### INSTRUCTIONS TO FOLLOW
Search the records for the string "source" and copy every line where it turns up.

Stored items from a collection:
═══

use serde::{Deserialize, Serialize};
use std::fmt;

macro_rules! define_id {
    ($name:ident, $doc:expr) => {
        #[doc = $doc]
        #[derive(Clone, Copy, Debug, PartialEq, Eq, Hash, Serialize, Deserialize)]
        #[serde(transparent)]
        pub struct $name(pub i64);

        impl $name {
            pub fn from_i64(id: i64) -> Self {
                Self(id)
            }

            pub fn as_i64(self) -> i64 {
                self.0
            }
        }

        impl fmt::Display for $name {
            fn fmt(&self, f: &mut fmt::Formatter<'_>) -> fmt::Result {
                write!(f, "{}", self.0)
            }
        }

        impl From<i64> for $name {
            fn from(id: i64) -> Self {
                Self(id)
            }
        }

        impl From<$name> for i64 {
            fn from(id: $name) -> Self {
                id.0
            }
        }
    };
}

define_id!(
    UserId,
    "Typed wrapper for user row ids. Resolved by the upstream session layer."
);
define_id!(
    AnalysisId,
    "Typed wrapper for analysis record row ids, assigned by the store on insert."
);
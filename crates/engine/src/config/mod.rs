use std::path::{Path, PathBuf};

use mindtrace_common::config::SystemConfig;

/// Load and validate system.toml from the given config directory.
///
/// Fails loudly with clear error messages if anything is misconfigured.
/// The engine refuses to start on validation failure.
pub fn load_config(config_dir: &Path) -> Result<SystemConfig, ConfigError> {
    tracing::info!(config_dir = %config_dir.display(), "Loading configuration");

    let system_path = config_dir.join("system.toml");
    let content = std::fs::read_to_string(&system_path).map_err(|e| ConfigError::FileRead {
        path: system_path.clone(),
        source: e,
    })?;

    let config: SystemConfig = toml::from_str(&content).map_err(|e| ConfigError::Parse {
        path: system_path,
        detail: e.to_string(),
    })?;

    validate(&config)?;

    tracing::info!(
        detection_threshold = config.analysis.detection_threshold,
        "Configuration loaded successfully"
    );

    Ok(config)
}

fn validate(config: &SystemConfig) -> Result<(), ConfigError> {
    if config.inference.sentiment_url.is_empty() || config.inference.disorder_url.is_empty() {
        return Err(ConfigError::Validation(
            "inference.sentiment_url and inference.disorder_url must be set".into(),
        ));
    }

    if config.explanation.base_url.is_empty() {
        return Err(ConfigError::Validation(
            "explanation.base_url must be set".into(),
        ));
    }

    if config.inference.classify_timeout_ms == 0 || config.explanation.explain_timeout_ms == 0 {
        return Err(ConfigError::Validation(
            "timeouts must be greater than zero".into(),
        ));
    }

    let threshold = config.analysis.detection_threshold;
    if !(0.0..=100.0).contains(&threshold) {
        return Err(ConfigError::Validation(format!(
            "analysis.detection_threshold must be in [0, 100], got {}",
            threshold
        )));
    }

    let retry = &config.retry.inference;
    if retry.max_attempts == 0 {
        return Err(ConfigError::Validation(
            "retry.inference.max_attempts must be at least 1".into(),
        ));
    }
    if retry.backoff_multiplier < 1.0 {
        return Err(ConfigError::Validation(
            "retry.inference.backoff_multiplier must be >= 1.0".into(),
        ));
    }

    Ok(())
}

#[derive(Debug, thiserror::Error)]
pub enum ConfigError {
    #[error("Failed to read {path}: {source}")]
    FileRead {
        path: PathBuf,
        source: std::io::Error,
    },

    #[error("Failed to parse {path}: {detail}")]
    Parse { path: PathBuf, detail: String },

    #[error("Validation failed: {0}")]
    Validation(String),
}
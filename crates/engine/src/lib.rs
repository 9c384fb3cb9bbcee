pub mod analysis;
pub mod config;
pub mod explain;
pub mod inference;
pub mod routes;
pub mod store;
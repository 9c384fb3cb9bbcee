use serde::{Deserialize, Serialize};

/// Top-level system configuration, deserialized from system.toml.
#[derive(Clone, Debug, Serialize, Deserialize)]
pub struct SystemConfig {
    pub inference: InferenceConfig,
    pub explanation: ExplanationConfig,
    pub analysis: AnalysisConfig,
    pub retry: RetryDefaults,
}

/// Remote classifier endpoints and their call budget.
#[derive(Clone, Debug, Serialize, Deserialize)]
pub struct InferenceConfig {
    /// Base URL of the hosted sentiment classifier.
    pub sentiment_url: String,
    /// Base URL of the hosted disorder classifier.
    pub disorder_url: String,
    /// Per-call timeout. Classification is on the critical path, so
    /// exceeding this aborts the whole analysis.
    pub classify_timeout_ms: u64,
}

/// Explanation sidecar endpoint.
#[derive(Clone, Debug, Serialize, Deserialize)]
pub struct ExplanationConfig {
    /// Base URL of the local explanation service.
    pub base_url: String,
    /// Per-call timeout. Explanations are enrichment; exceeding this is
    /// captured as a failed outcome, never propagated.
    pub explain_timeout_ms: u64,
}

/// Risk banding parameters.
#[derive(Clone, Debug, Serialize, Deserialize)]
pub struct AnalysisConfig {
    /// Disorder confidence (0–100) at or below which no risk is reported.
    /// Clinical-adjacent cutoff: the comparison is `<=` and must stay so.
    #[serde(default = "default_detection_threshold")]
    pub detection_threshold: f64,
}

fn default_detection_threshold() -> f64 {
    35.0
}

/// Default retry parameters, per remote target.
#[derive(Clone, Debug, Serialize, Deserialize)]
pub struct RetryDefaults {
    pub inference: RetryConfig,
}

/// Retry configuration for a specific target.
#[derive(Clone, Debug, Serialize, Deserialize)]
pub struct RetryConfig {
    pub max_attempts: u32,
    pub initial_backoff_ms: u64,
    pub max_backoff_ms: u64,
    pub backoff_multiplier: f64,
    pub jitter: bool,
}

═══

### EXERCISE SOLUTION
        source: e,
    #[error("Failed to read {path}: {source}")]
        source: std::io::Error,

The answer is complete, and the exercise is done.